(Dataset entries)

###

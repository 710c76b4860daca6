//! Row: one logical line of text and its tab-expanded render form.

/// Tab stop width: each tab lands the next column on a multiple of this.
pub const TAB_STOP: usize = 4;

/// One logical line.
///
/// `content` is the raw byte sequence with no trailing newline; `render`
/// is the derived display form where each tab expands to between 1 and
/// [`TAB_STOP`] spaces. The render form is regenerated on every content
/// mutation, so no reader ever observes a stale expansion. The engine is
/// byte-oriented end to end: one byte is one rendered cell, tabs excepted.
#[derive(Debug, Clone)]
pub struct Row {
    content: Vec<u8>,
    render: Vec<u8>,
}

impl Row {
    /// Create a row from raw content, computing its render form.
    pub fn new(content: &[u8]) -> Self {
        Self {
            content: content.to_vec(),
            render: expand_tabs(content),
        }
    }

    /// Raw content bytes.
    #[inline]
    pub fn content(&self) -> &[u8] {
        &self.content
    }

    /// Tab-expanded render bytes.
    #[inline]
    pub fn render(&self) -> &[u8] {
        &self.render
    }

    /// Content length in bytes (= character cells before tab expansion).
    #[inline]
    pub const fn len(&self) -> usize {
        self.content.len()
    }

    /// Whether the row holds no content.
    #[inline]
    pub const fn is_empty(&self) -> bool {
        self.content.is_empty()
    }

    /// Render length in cells.
    #[inline]
    pub const fn render_len(&self) -> usize {
        self.render.len()
    }

    /// Replace the raw content, regenerating the render form.
    pub fn set_content(&mut self, content: &[u8]) {
        self.content.clear();
        self.content.extend_from_slice(content);
        self.regenerate();
    }

    /// Rebuild the render form from the current content.
    pub fn regenerate(&mut self) {
        self.render = expand_tabs(&self.content);
    }

    /// Map a character offset to its rendered column.
    ///
    /// Walks `content[0..cx)`: a tab consumes `TAB_STOP - (col % TAB_STOP)`
    /// cells, everything else exactly one. Offsets past the end are
    /// treated as the end of the row.
    pub fn cx_to_rx(&self, cx: usize) -> usize {
        let mut rx = 0;
        for &byte in &self.content[..cx.min(self.content.len())] {
            if byte == b'\t' {
                rx += (TAB_STOP - 1) - (rx % TAB_STOP);
            }
            rx += 1;
        }
        rx
    }

    /// The content byte at `cx`, if in range.
    #[inline]
    pub fn byte(&self, cx: usize) -> Option<u8> {
        self.content.get(cx).copied()
    }
}

/// Expand tabs so that each stop lands on a multiple of [`TAB_STOP`].
fn expand_tabs(content: &[u8]) -> Vec<u8> {
    let tabs = content.iter().filter(|&&b| b == b'\t').count();
    let mut render = Vec::with_capacity(content.len() + tabs * (TAB_STOP - 1));
    for &byte in content {
        if byte == b'\t' {
            render.push(b' ');
            while render.len() % TAB_STOP != 0 {
                render.push(b' ');
            }
        } else {
            render.push(byte);
        }
    }
    render
}

#[cfg(test)]
mod tests {
    use super::*;

    #[test]
    fn test_tab_expansion() {
        // Tab after one character: 3 spaces land `b` on column 4.
        let row = Row::new(b"a\tb");
        assert_eq!(row.render(), b"a   b");
        assert_eq!(row.cx_to_rx(1), 1);
        assert_eq!(row.cx_to_rx(2), 4);
        assert_eq!(row.cx_to_rx(3), 5);
    }

    #[test]
    fn test_tab_at_stop_consumes_full_width() {
        let row = Row::new(b"abcd\tx");
        assert_eq!(row.render(), b"abcd    x");
        assert_eq!(row.cx_to_rx(5), 8);
    }

    #[test]
    fn test_leading_tab() {
        let row = Row::new(b"\tx");
        assert_eq!(row.render(), b"    x");
        assert_eq!(row.cx_to_rx(1), 4);
    }

    #[test]
    fn test_cx_to_rx_monotone_and_strict() {
        let row = Row::new(b"a\t\tbc\td");
        let mut prev = row.cx_to_rx(0);
        for cx in 1..=row.len() {
            let rx = row.cx_to_rx(cx);
            assert!(rx >= prev + 1, "cx {cx}: {rx} vs {prev}");
            prev = rx;
        }
    }

    #[test]
    fn test_cx_to_rx_agrees_with_render_width() {
        // Full-row mapping must equal the rendered length.
        for content in [&b"a\tb"[..], b"\t\t", b"no tabs", b"", b"x\ty\tz"] {
            let row = Row::new(content);
            assert_eq!(row.cx_to_rx(row.len()), row.render_len());
        }
    }

    #[test]
    fn test_regenerate_is_stable() {
        let mut row = Row::new(b"a\tb\tc");
        let first = row.render().to_vec();
        row.regenerate();
        assert_eq!(row.render(), first);
    }

    #[test]
    fn test_set_content_refreshes_render() {
        let mut row = Row::new(b"old");
        row.set_content(b"new\t!");
        assert_eq!(row.content(), b"new\t!");
        assert_eq!(row.render(), b"new !");
    }

    #[test]
    fn test_cx_past_end_clamps() {
        let row = Row::new(b"ab");
        assert_eq!(row.cx_to_rx(99), 2);
    }
}
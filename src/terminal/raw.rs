//! Raw mode: byte-at-a-time terminal input under program control.
//!
//! Acquiring raw mode is process-global, singleton state with a strict
//! init-once/restore-on-every-exit-path lifecycle. [`RawMode`] models it as
//! a scoped resource: the original configuration is captured on enable and
//! re-applied by `Drop`, so every exit path — normal quit, fatal error,
//! panic unwind — leaves the terminal usable.

// Termios FFI needs unsafe; everything here goes through libc on stdin.
#![allow(unsafe_code)]

use crate::error::{Error, Result};
use libc::{
    tcgetattr, tcsetattr, termios, BRKINT, CS8, ECHO, ICANON, ICRNL, IEXTEN, INPCK, ISIG, ISTRIP,
    IXON, OPOST, STDIN_FILENO, TCSAFLUSH, VMIN, VTIME,
};
use std::io;
use std::mem::MaybeUninit;

/// Guard holding the terminal in raw mode.
///
/// The captured pre-raw configuration is restored when the guard drops.
pub struct RawMode {
    orig: termios,
}

impl RawMode {
    /// Capture the current terminal configuration and switch to raw mode.
    ///
    /// Raw mode disables canonical line buffering, echo, signal-generating
    /// and flow-control keys, and output post-processing, and configures
    /// reads to return after at most a tenth of a second with no minimum
    /// byte count. The main loop relies on that timeout both to stay
    /// responsive and to detect incomplete escape sequences.
    ///
    /// # Errors
    ///
    /// Returns [`Error::Terminal`] if either termios syscall fails. That is
    /// fatal: a terminal stuck between configurations cannot be used for
    /// further I/O.
    pub fn enable() -> Result<Self> {
        let mut orig = MaybeUninit::<termios>::uninit();
        if unsafe { tcgetattr(STDIN_FILENO, orig.as_mut_ptr()) } == -1 {
            return Err(Error::terminal("tcgetattr")(io::Error::last_os_error()));
        }
        let orig = unsafe { orig.assume_init() };

        let raw = raw_from(&orig);
        if unsafe { tcsetattr(STDIN_FILENO, TCSAFLUSH, &raw) } == -1 {
            return Err(Error::terminal("tcsetattr")(io::Error::last_os_error()));
        }

        Ok(Self { orig })
    }
}

impl Drop for RawMode {
    fn drop(&mut self) {
        // Nowhere left to report a failure; the terminal is lost either way.
        unsafe {
            tcsetattr(STDIN_FILENO, TCSAFLUSH, &self.orig);
        }
    }
}

/// Derive the raw configuration from a captured one.
fn raw_from(orig: &termios) -> termios {
    let mut raw = *orig;
    // IXON: flow control (Ctrl-S/Ctrl-Q); ICRNL: CR-to-NL translation, so
    // Enter reads as 13; BRKINT/INPCK/ISTRIP: legacy raw-mode conventions.
    raw.c_iflag &= !(BRKINT | INPCK | ISTRIP | ICRNL | IXON);
    // OPOST: NL-to-CRNL translation on output.
    raw.c_oflag &= !OPOST;
    raw.c_cflag |= CS8;
    // ECHO; ICANON: line buffering; ISIG: Ctrl-C/Ctrl-Z; IEXTEN: Ctrl-V.
    raw.c_lflag &= !(ECHO | ICANON | ISIG | IEXTEN);
    // read() returns after 1/10s with whatever arrived, possibly nothing.
    raw.c_cc[VMIN] = 0;
    raw.c_cc[VTIME] = 1;
    raw
}

#[cfg(test)]
mod tests {
    use super::*;

    fn blank() -> termios {
        // A zeroed termios is enough to observe the flag arithmetic.
        unsafe { std::mem::zeroed() }
    }

    #[test]
    fn test_raw_clears_input_and_local_flags() {
        let mut orig = blank();
        orig.c_iflag = BRKINT | INPCK | ISTRIP | ICRNL | IXON;
        orig.c_lflag = ECHO | ICANON | ISIG | IEXTEN;
        orig.c_oflag = OPOST;

        let raw = raw_from(&orig);
        assert_eq!(raw.c_iflag & (BRKINT | INPCK | ISTRIP | ICRNL | IXON), 0);
        assert_eq!(raw.c_lflag & (ECHO | ICANON | ISIG | IEXTEN), 0);
        assert_eq!(raw.c_oflag & OPOST, 0);
    }

    #[test]
    fn test_raw_sets_read_timeout() {
        let raw = raw_from(&blank());
        assert_eq!(raw.c_cc[VMIN], 0);
        assert_eq!(raw.c_cc[VTIME], 1);
        assert_eq!(raw.c_cflag & CS8, CS8);
    }

    #[test]
    fn test_raw_preserves_unrelated_flags() {
        let mut orig = blank();
        orig.c_iflag = ICRNL | libc::IGNBRK;
        let raw = raw_from(&orig);
        assert_eq!(raw.c_iflag & libc::IGNBRK, libc::IGNBRK);
    }
}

###

* **Task item**
Return each line from the entries above that includes "tcsetattr".

* **Exercise answer**
    tcgetattr, tcsetattr, termios, BRKINT, CS8, ECHO, ICANON, ICRNL, IEXTEN, INPCK, ISIG, ISTRIP,
        if unsafe { tcsetattr(STDIN_FILENO, TCSAFLUSH, &raw) } == -1 {
            return Err(Error::terminal("tcsetattr")(io::Error::last_os_error()));
            tcsetattr(STDIN_FILENO, TCSAFLUSH, &self.orig);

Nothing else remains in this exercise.